As with anything basically good, it can be taken too far--

there may have been a good intent in the first place; I suppose the time needed by the rabbi to inspect is worth something--

but then I respect the rights of those who are neither Jewish (nor Islamic; Muslims don't appreciate the use of pigs for ingestion either) nor like myself, a Christian who tries to consider sound dietary recommendations and doesn't eat pork--

so it concerns me--

it's hard to be awake; it's easier to dream--

definition of tax

i read the article and I didn't see anithing that make the payment compulsory under the law and the threat of violence, therefore this is not a tax.

You're right-

It's a racket.

Simple solution.If you don't

Simple solution.

If you don't want to pay the Kosher tax look at the label and don't buy that product.

you are correct!

but just going through my kitchen and man.... I'd probably go hungry if I had to avoid it at every turn.

The cereal in the cupboard, the bottled water that sits in front of me, and the pediasure we just bought are all in. Not to mention the milk, apple juice, and vegetable oil.

True, But...

Many, many food items are 'automatically kosher' so therefore a company can place the K symbol on it even if no rabbi has been involved whatsoever. It then becomes a bonus marketing feature for the company and costs *nothing*.

If you see a U with a circle around it, that probably means that orthodox rabbis made sure it was kosher through some type of inspection process at some point. It is 'vouched for' to some degree.

If it simply has a K on it, there is a good chance it is just 'automatic kosher'.

If I grow some apples and then package them, I can place a K on them because apples are always automatically kosher (so long as I inspect for bugs, etc which I'd probably do anyway since nobody likes worms in their apples). Now I can advertise to possible kosher customers that my product is kosher and it cost me nothing to gain additional customers.

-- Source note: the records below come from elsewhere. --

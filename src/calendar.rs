// src/calendar.rs

//! Mapping teaching weeks and periods onto real dates and clock times.

use chrono::{Days, NaiveDate};
use serde::{Deserialize, Serialize};

use crate::course::Course;
use crate::slots::{Day, Period};

/// Longest term the week counter will report.
pub const MAX_TERM_WEEKS: u32 = 30;

const TIME_UNSET: &str = "时间未设置";

/// Teaching week containing `today`, counting the week that starts on
/// `first_week_start` as week 1. Dates before the term are week 1.
pub fn current_week(first_week_start: NaiveDate, today: NaiveDate) -> u32 {
    let days = (today - first_week_start).num_days();
    let week = days.div_euclid(7) + 1;
    week.clamp(1, i64::from(MAX_TERM_WEEKS)) as u32
}

/// Calendar date of `day` in teaching week `week`.
pub fn actual_date(first_week_start: NaiveDate, week: u32, day: Day) -> Option<NaiveDate> {
    let week_offset = u64::from(week.checked_sub(1)?) * 7;
    let day_offset = u64::from(day.number() - 1);
    first_week_start.checked_add_days(Days::new(week_offset + day_offset))
}

/// Clock times of one period, as configured by the user (`"08:00"`).
#[derive(Debug, Clone, PartialEq, Eq, Serialize, Deserialize)]
pub struct PeriodTime {
    pub start: String,
    pub end: String,
}

impl PeriodTime {
    pub fn new(start: impl Into<String>, end: impl Into<String>) -> Self {
        Self {
            start: start.into(),
            end: end.into(),
        }
    }
}

fn configured_time<'a>(period: &str, times: &'a [PeriodTime]) -> Option<&'a PeriodTime> {
    let period = Period::from_canonical(period)?;
    times
        .get(usize::from(period.number()) - 1)
        .filter(|t| !t.start.is_empty() && !t.end.is_empty())
}

/// `"08:00-08:45"` for a configured period, otherwise the period label as given.
pub fn period_time_text(period: &str, times: &[PeriodTime]) -> String {
    configured_time(period, times)
        .map(|t| format!("{}-{}", t.start, t.end))
        .unwrap_or_else(|| period.to_string())
}

/// Clock time of a course, plus the date of its first meeting when the term
/// start is known: `"08:00-08:45 (2024-09-02起)"`.
pub fn describe_course_time(
    course: &Course,
    first_week_start: Option<NaiveDate>,
    times: &[PeriodTime],
) -> String {
    let Some(time) = configured_time(&course.period, times) else {
        return TIME_UNSET.to_string();
    };
    let mut text = format!("{}-{}", time.start, time.end);

    let first_date = first_week_start.zip(Day::from_canonical(&course.day)).and_then(
        |(start, day)| {
            let first_week = course.week_set().min()?;
            actual_date(start, first_week, day)
        },
    );
    if let Some(date) = first_date {
        text.push_str(&format!(" ({}起)", date.format("%Y-%m-%d")));
    }
    text
}

#[cfg(test)]
mod tests {
    use super::*;

    fn date(y: i32, m: u32, d: u32) -> NaiveDate {
        NaiveDate::from_ymd_opt(y, m, d).unwrap()
    }

    fn times() -> Vec<PeriodTime> {
        vec![
            PeriodTime::new("08:00", "08:45"),
            PeriodTime::new("08:55", "09:40"),
            PeriodTime::new("", ""),
        ]
    }

    #[test]
    fn week_counter_clamps_to_the_term() {
        let start = date(2024, 9, 2);
        assert_eq!(current_week(start, date(2024, 9, 2)), 1);
        assert_eq!(current_week(start, date(2024, 9, 8)), 1);
        assert_eq!(current_week(start, date(2024, 9, 9)), 2);
        assert_eq!(current_week(start, date(2024, 8, 20)), 1);
        assert_eq!(current_week(start, date(2025, 9, 1)), MAX_TERM_WEEKS);
    }

    #[test]
    fn dates_of_weeks_and_days() {
        let start = date(2024, 9, 2);
        assert_eq!(actual_date(start, 1, Day::Monday), Some(date(2024, 9, 2)));
        assert_eq!(actual_date(start, 3, Day::Sunday), Some(date(2024, 9, 22)));
        assert_eq!(actual_date(start, 0, Day::Monday), None);
    }

    #[test]
    fn period_text_falls_back_to_label() {
        assert_eq!(period_time_text("第2节", &times()), "08:55-09:40");
        assert_eq!(period_time_text("第3节", &times()), "第3节");
        assert_eq!(period_time_text("第9节", &times()), "第9节");
        assert_eq!(period_time_text("午休", &times()), "午休");
    }

    #[test]
    fn course_time_description() {
        let course = Course {
            day: "星期三".into(),
            period: "第1节".into(),
            weeks: "3-16".into(),
            ..Course::default()
        };
        assert_eq!(
            describe_course_time(&course, Some(date(2024, 9, 2)), &times()),
            "08:00-08:45 (2024-09-18起)"
        );
        assert_eq!(describe_course_time(&course, None, &times()), "08:00-08:45");
        assert_eq!(describe_course_time(&course, None, &[]), "时间未设置");
    }
}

Interestingly, strict Muslim diets also have certain prescriptions and more often than not those can be met by eating Kosher. There are plenty of people who like Kosher food who are not Jewish and possibly only as many as 10% of Jews keep kosher... at least in America.

Blah blah blah blah blah

There is nothing wrong with kosher. There is nothing wrong with slitting a cows throat so that it bleeds properly. And even though the "orthodox" Jewish traditions can be ignorant at times, those of us who believe in and follow the one true Elohim appreciate that we can by food that doesn't have pig or other filthy unclean crap in it.

You sound like just another hell bent christian to me.

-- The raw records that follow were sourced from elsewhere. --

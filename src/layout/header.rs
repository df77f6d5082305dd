// src/layout/header.rs

use serde::Serialize;
use tracing::{debug, instrument, trace};

use crate::error::ImportError;
use crate::slots::{AliasScope, Day, matches_day};

pub const DEFAULT_SCAN_ROWS: usize = 15;

/// Any of these in a row marks it as carrying a period header.
const PERIOD_HEADER_KEYWORDS: &[&str] = &["节次", "时间", "节", "课时", "时段"];
/// Period column inside a definitive header row.
const DEFINITIVE_PERIOD_COLUMN: &[&str] = &["节次", "时间", "课时"];
/// Period column inside a probable header row.
const PROBABLE_PERIOD_COLUMN: &[&str] = &["节", "时间", "课时"];

/// How confidently the header row was identified.
#[derive(Debug, Clone, Copy, PartialEq, Eq, Serialize)]
#[serde(rename_all = "snake_case")]
pub enum HeaderMatch {
    /// Period header plus at least two day labels.
    Definitive,
    /// Period header or at least three day labels.
    Probable,
    /// Nothing looked like a header; row 0 is used.
    Fallback,
}

#[derive(Debug, Clone, Copy, PartialEq, Eq, Serialize)]
pub struct HeaderInfo {
    pub header_row_index: usize,
    /// `None` means the period is inferred from the row offset.
    pub period_column_index: Option<usize>,
    pub matched: HeaderMatch,
}

/// Pick the header row among the first `scan_rows` rows.
///
/// Rows are tried in order and the first one satisfying either rule wins, so
/// day-like tokens further down the sheet never displace an earlier header.
#[instrument(level = "debug", skip(matrix), fields(rows = matrix.len()))]
pub fn locate_header(matrix: &[Vec<String>], scan_rows: usize) -> Result<HeaderInfo, ImportError> {
    if matrix.is_empty() {
        return Err(ImportError::NoHeaderFound);
    }

    for (idx, row) in matrix.iter().take(scan_rows).enumerate() {
        let days = day_count(row);
        let has_period_header = row_mentions_any(row, PERIOD_HEADER_KEYWORDS);
        trace!(row = idx, days, has_period_header, "scored header candidate");

        if has_period_header && days >= 2 {
            let period_column_index = find_column(row, DEFINITIVE_PERIOD_COLUMN);
            debug!(row = idx, ?period_column_index, "definitive header row");
            return Ok(HeaderInfo {
                header_row_index: idx,
                period_column_index,
                matched: HeaderMatch::Definitive,
            });
        }
        if has_period_header || days >= 3 {
            let period_column_index = find_column(row, PROBABLE_PERIOD_COLUMN);
            debug!(row = idx, ?period_column_index, "probable header row");
            return Ok(HeaderInfo {
                header_row_index: idx,
                period_column_index,
                matched: HeaderMatch::Probable,
            });
        }
    }

    debug!(scan_rows, "no header candidate, falling back to row 0");
    Ok(HeaderInfo {
        header_row_index: 0,
        period_column_index: None,
        matched: HeaderMatch::Fallback,
    })
}

/// Number of distinct days some cell in the row refers to.
pub fn day_count(row: &[String]) -> usize {
    Day::ALL
        .into_iter()
        .filter(|day| {
            row.iter()
                .any(|cell| matches_day(cell, *day, AliasScope::LabelsAndExact))
        })
        .count()
}

fn row_mentions_any(row: &[String], keywords: &[&str]) -> bool {
    row.iter()
        .any(|cell| keywords.iter().any(|k| cell.contains(k)))
}

fn find_column(row: &[String], keywords: &[&str]) -> Option<usize> {
    row.iter()
        .position(|cell| keywords.iter().any(|k| cell.contains(k)))
}

#[cfg(test)]
mod tests {
    use super::*;

    fn row(cells: &[&str]) -> Vec<String> {
        cells.iter().map(|c| c.to_string()).collect()
    }

    fn week_header() -> Vec<String> {
        row(&[
            "节次", "星期一", "星期二", "星期三", "星期四", "星期五", "星期六", "星期日",
        ])
    }

    #[test]
    fn standard_header_is_definitive() {
        let matrix = vec![
            week_header(),
            row(&["第1节", "周一 周二 周三", "", "", "", "", "", ""]),
        ];
        let info = locate_header(&matrix, DEFAULT_SCAN_ROWS).unwrap();
        assert_eq!(info.header_row_index, 0);
        assert_eq!(info.period_column_index, Some(0));
        assert_eq!(info.matched, HeaderMatch::Definitive);
    }

    #[test]
    fn title_rows_above_the_header_are_skipped() {
        let matrix = vec![
            row(&["2024-2025学年 课程表", "", ""]),
            row(&["班级：计科2201", "", ""]),
            row(&["", "", ""]),
            week_header(),
        ];
        let info = locate_header(&matrix, DEFAULT_SCAN_ROWS).unwrap();
        assert_eq!(info.header_row_index, 3);
        assert_eq!(info.period_column_index, Some(0));
    }

    #[test]
    fn days_without_period_header_are_probable() {
        let matrix = vec![
            row(&["", "Monday", "Tuesday", "Wednesday"]),
            row(&["1", "x", "y", "z"]),
        ];
        let info = locate_header(&matrix, DEFAULT_SCAN_ROWS).unwrap();
        assert_eq!(info.header_row_index, 0);
        assert_eq!(info.period_column_index, None);
        assert_eq!(info.matched, HeaderMatch::Probable);
    }

    #[test]
    fn probable_header_uses_looser_period_column_keywords() {
        let matrix = vec![row(&["备注", "上课节", "星期一"])];
        let info = locate_header(&matrix, DEFAULT_SCAN_ROWS).unwrap();
        assert_eq!(info.matched, HeaderMatch::Probable);
        assert_eq!(info.period_column_index, Some(1));
    }

    #[test]
    fn numeric_day_labels_count_towards_the_header() {
        let matrix = vec![row(&["课时", "1", "2", "3"])];
        assert_eq!(day_count(&matrix[0]), 3);
        let info = locate_header(&matrix, DEFAULT_SCAN_ROWS).unwrap();
        assert_eq!(info.matched, HeaderMatch::Definitive);
        assert_eq!(info.period_column_index, Some(0));
    }

    #[test]
    fn nothing_recognisable_falls_back_to_row_zero() {
        let matrix = vec![row(&["a", "b"]), row(&["c", "d"])];
        let info = locate_header(&matrix, DEFAULT_SCAN_ROWS).unwrap();
        assert_eq!(info.header_row_index, 0);
        assert_eq!(info.period_column_index, None);
        assert_eq!(info.matched, HeaderMatch::Fallback);
    }

    #[test]
    fn header_outside_scan_window_is_not_found() {
        let mut matrix: Vec<Vec<String>> = (0..3).map(|_| row(&["x"])).collect();
        matrix.push(week_header());
        let info = locate_header(&matrix, 3).unwrap();
        assert_eq!(info.matched, HeaderMatch::Fallback);
    }

    #[test]
    fn empty_matrix_is_terminal() {
        let err = locate_header(&[], DEFAULT_SCAN_ROWS).unwrap_err();
        assert!(matches!(err, ImportError::NoHeaderFound));
    }
}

Slitting a cows throat so that it bleeds "properly?"

No, it's unnecessary cruelty

Industrial Meat

Industrial animal factories are the most cruel and inhumane and kosher guidelines would rule out almost all meat from such places. Back before small scale 'organic' and 'free range' farms started gaining traction in the market, people who wanted meat free from antibiotics and other byproducts of industrial animal factories could choose kosher and they still can.

See CAFO: The Tragedy of Industrial Animal Factories

Interestingly, "Hebrew National" hot dogs are not actually kosher because they are produced in such an animal factory. When the brand started, it was kosher and got its meat from small farms.